GoDaddy🌍 Remote WorldwideEstimated: $80,000 - $120,000

JOB 8

About

At GoDaddy, the future of work looks different for each team. Some teams work in the office full-time; others have a hybrid arrangement (they work remotely some days and in the office some days), and some work entirely remotely.

This is a remote position, so you’ll be working remotely from your home. You may occasionally visit a GoDaddy office to meet with your team for events or meetings.

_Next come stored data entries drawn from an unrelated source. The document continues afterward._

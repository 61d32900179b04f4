//! API Error Handling
//!
//! Unified error types and conversion for API responses.

use axum::{
    Json,
    extract::rejection::JsonRejection,
    http::StatusCode,
    response::{IntoResponse, Response},
};

use crate::service::RegistryError;

/// API error type
#[derive(Debug)]
pub enum ApiError {
    NotFound(String),
    BadRequest(String),
    Unauthorized(String),
    Forbidden(String),
    InternalError,
}

impl IntoResponse for ApiError {
    fn into_response(self) -> Response {
        let (status, message) = match self {
            ApiError::NotFound(msg) => (StatusCode::NOT_FOUND, msg),
            ApiError::BadRequest(msg) => (StatusCode::BAD_REQUEST, msg),
            ApiError::Unauthorized(msg) => (StatusCode::UNAUTHORIZED, msg),
            ApiError::Forbidden(msg) => (StatusCode::FORBIDDEN, msg),
            ApiError::InternalError => (
                StatusCode::INTERNAL_SERVER_ERROR,
                "Internal server error".to_string(),
            ),
        };

        (status, Json(serde_json::json!({ "error": message }))).into_response()
    }
}

impl From<RegistryError> for ApiError {
    fn from(err: RegistryError) -> Self {
        match err {
            RegistryError::NotFound(_) => ApiError::NotFound(err.to_string()),
            RegistryError::Forbidden { .. } => ApiError::Forbidden(err.to_string()),
            RegistryError::Validation(msg) => ApiError::BadRequest(msg),
            RegistryError::Storage(ref e) => {
                tracing::error!("Storage error: {:?}", e);
                ApiError::InternalError
            }
            RegistryError::PermissionService(ref e) => {
                tracing::error!("Permission service error: {:?}", e);
                ApiError::InternalError
            }
        }
    }
}

impl From<JsonRejection> for ApiError {
    fn from(rejection: JsonRejection) -> Self {
        ApiError::BadRequest(rejection.body_text())
    }
}

pub type ApiResult<T> = Result<T, ApiError>;
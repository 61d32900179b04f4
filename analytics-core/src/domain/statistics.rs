//! Aggregate statistics over stored pipelines

use serde::{Deserialize, Serialize};

/// Number of pipelines owned by one user
#[derive(Debug, Clone, PartialEq, Eq, Serialize, Deserialize)]
#[serde(rename_all = "camelCase")]
pub struct PipelineUserCount {
    pub user_id: String,
    pub count: i64,
}

/// How many pipelines reference an operator, and which ones
#[derive(Debug, Clone, PartialEq, Eq, Serialize, Deserialize)]
#[serde(rename_all = "camelCase")]
pub struct OperatorUsage {
    pub operator_id: String,
    pub count: i64,
    pub pipeline_ids: Vec<String>,
}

Join GoDaddy's Forge Ops team at the intersection of Data, Infrastructure, and AI-driven operations. As Senior Manager, Systems Engineering, you will lead the reliability, cost efficiency, and agentic operation of the Data & AI ecosystem that serves GoDaddy. This is a deeply technical leadership role, not a hands-off manager position. You will operate as GoDaddy’s L1/L2 authority over critical analytics and data platforms while advancing Forge Operations: a structured operating model designed to transition platform operations from hero-based, expert-dependent support to system-based, agent-assisted, self-improving operations. If you can translate a business problem into a technical architecture and that architecture into team execution — and you want to build the AI Ops pattern for a large-scale data organization, this role is for you.

Responsibilities

  • Own and operate GoDaddy’s analytical and data intelligence platforms (Redshift, QuickSight, FeedDB, Protegrity, Alation) as the authoritative L1/L2 platform owner — driving reliability, deployment standards, cost optimization, and user enablement across an ecosystem with a 50PB+ data lake and thousands of consumers.
  • Lead 24/7 incident management and production operations across 10+ Data & AI platforms, owning MTTR/MTTD targets, AAR rigor, and a root-cause-to-control loop that converts every incident into a runbook, monitoring improvement, or automation — not just a resolved ticket.
  • Architect and advance Forge Ops OS, the team’s agent-based operating model. This model uses history-informed early warning, auto-recovery agents, runbook intelligence, and bounded agentic orchestration. The team transitions from operating systems to leading all aspects of agents that operate systems.
  • Drive data platform cost efficiency through unit economics— cost per query, cost per workload, cost per dashboard visit — translating AWS spend into measurable business metrics and continuous optimization across Redshift, QuickSight, DPaaS, and ML infrastructure.
  • Manage operational planning and executive reporting weekly, monthly, and quarterly. Run a sprint-based improvement program with a near 70% strategic allocation. Provide clear traceability from team execution to company goals and landmark outcomes.

Requirements

  • 5+ years validated 24/7 production operations leadership— leading incident response end-to-end, owning MTTR performance, leading post-mortems (AARs) that produce controls, and driving the systemic fixes that reduce incident recurrence
  • Hands-on AWS architecture/platform expertise — Redshift, EMR/Airflow, Lambda, EKS, S3, IAM/RBAC, and CDK/CloudFormation — with end-to-end operational and cost ownership of at least two production data or analytics platforms.
  • Systems and software architecture fluency— able to translate business requirements into scalable technical designs, reason about architectural trade-offs, and decompose solutions into actionable engineering tasks without deferring all technical judgment to individual contributors.
  • Data platform operations at scale— ETL/ELT pipelines, data lakes, orchestration frameworks (Airflow, EMR), and BI tooling — with deep understanding of data quality, SLAs, lineage, and the dependency chains that connect producers to executive-facing consumers.
  • Technical team leadership with operational rigor— proven ability to lead engineers through sprint-based planning, capacity management, and cross-functional delivery, while maintaining the hands-on technical credibility to unblock, review, and elevate the team’s output.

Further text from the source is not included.